REQUIRED ACTION:
Transcribe the entries below without alteration.

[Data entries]
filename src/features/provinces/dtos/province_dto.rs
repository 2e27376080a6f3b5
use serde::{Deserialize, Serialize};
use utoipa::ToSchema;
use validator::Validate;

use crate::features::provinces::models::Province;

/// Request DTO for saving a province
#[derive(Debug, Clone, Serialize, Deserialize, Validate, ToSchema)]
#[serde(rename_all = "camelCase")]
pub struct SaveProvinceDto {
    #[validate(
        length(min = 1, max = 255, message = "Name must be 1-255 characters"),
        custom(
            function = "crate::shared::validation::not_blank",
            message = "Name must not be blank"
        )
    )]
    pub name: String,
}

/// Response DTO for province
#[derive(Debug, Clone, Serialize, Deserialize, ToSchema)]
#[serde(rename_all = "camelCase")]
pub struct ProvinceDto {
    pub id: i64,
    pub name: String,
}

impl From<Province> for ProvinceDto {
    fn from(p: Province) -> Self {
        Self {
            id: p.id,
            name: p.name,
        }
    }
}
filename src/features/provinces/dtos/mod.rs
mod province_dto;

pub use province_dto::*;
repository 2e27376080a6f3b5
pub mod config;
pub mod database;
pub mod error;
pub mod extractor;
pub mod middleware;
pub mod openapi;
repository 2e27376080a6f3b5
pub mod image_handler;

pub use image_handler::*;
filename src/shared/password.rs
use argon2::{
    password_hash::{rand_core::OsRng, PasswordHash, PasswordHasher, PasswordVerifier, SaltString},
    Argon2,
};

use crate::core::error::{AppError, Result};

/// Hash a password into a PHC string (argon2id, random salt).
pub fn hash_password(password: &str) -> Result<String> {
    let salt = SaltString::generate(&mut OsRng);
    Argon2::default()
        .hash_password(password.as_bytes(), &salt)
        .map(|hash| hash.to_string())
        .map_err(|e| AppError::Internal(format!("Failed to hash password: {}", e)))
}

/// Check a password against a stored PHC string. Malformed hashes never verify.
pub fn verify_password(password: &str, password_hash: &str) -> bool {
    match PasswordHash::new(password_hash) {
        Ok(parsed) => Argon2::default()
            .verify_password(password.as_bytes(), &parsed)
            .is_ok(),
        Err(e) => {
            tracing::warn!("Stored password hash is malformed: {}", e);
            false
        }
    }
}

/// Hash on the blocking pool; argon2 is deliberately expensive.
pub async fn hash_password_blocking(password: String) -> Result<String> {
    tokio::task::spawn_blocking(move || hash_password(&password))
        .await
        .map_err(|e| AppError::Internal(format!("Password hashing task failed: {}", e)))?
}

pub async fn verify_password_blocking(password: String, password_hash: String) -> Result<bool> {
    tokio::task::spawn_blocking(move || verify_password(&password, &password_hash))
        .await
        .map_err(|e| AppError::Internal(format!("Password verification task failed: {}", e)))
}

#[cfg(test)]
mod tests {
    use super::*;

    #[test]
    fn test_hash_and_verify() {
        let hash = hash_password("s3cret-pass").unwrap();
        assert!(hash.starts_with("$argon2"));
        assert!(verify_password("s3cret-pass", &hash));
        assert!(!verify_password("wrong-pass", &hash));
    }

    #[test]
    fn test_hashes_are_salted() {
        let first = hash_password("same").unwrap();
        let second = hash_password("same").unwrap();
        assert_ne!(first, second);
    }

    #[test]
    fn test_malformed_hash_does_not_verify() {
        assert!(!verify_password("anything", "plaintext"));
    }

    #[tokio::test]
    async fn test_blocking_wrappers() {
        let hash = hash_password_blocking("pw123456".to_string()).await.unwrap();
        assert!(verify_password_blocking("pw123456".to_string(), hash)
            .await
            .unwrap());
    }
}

SOLUTION TO THE PROBLEM:
filename src/features/provinces/dtos/province_dto.rs
repository 2e27376080a6f3b5
use serde::{Deserialize, Serialize};
use utoipa::ToSchema;
use validator::Validate;

use crate::features::provinces::models::Province;

/// Request DTO for saving a province
#[derive(Debug, Clone, Serialize, Deserialize, Validate, ToSchema)]
#[serde(rename_all = "camelCase")]
pub struct SaveProvinceDto {
    #[validate(
        length(min = 1, max = 255, message = "Name must be 1-255 characters"),
        custom(
            function = "crate::shared::validation::not_blank",
            message = "Name must not be blank"
        )
    )]
    pub name: String,
}

/// Response DTO for province
#[derive(Debug, Clone, Serialize, Deserialize, ToSchema)]
#[serde(rename_all = "camelCase")]
pub struct ProvinceDto {
    pub id: i64,
    pub name: String,
}

impl From<Province> for ProvinceDto {
    fn from(p: Province) -> Self {
        Self {
            id: p.id,
            name: p.name,
        }
    }
}
filename src/features/provinces/dtos/mod.rs
mod province_dto;

pub use province_dto::*;
repository 2e27376080a6f3b5
pub mod config;
pub mod database;
pub mod error;
pub mod extractor;
pub mod middleware;
pub mod openapi;
repository 2e27376080a6f3b5
pub mod image_handler;

pub use image_handler::*;
filename src/shared/password.rs
use argon2::{
    password_hash::{rand_core::OsRng, PasswordHash, PasswordHasher, PasswordVerifier, SaltString},
    Argon2,
};

use crate::core::error::{AppError, Result};

/// Hash a password into a PHC string (argon2id, random salt).
pub fn hash_password(password: &str) -> Result<String> {
    let salt = SaltString::generate(&mut OsRng);
    Argon2::default()
        .hash_password(password.as_bytes(), &salt)
        .map(|hash| hash.to_string())
        .map_err(|e| AppError::Internal(format!("Failed to hash password: {}", e)))
}

/// Check a password against a stored PHC string. Malformed hashes never verify.
pub fn verify_password(password: &str, password_hash: &str) -> bool {
    match PasswordHash::new(password_hash) {
        Ok(parsed) => Argon2::default()
            .verify_password(password.as_bytes(), &parsed)
            .is_ok(),
        Err(e) => {
            tracing::warn!("Stored password hash is malformed: {}", e);
            false
        }
    }
}

/// Hash on the blocking pool; argon2 is deliberately expensive.
pub async fn hash_password_blocking(password: String) -> Result<String> {
    tokio::task::spawn_blocking(move || hash_password(&password))
        .await
        .map_err(|e| AppError::Internal(format!("Password hashing task failed: {}", e)))?
}

pub async fn verify_password_blocking(password: String, password_hash: String) -> Result<bool> {
    tokio::task::spawn_blocking(move || verify_password(&password, &password_hash))
        .await
        .map_err(|e| AppError::Internal(format!("Password verification task failed: {}", e)))
}

#[cfg(test)]
mod tests {
    use super::*;

    #[test]
    fn test_hash_and_verify() {
        let hash = hash_password("s3cret-pass").unwrap();
        assert!(hash.starts_with("$argon2"));
        assert!(verify_password("s3cret-pass", &hash));
        assert!(!verify_password("wrong-pass", &hash));
    }

    #[test]
    fn test_hashes_are_salted() {
        let first = hash_password("same").unwrap();
        let second = hash_password("same").unwrap();
        assert_ne!(first, second);
    }

    #[test]
    fn test_malformed_hash_does_not_verify() {
        assert!(!verify_password("anything", "plaintext"));
    }

    #[tokio::test]
    async fn test_blocking_wrappers() {
        let hash = hash_password_blocking("pw123456".to_string()).await.unwrap();
        assert!(verify_password_blocking("pw123456".to_string(), hash)
            .await
            .unwrap());
    }
}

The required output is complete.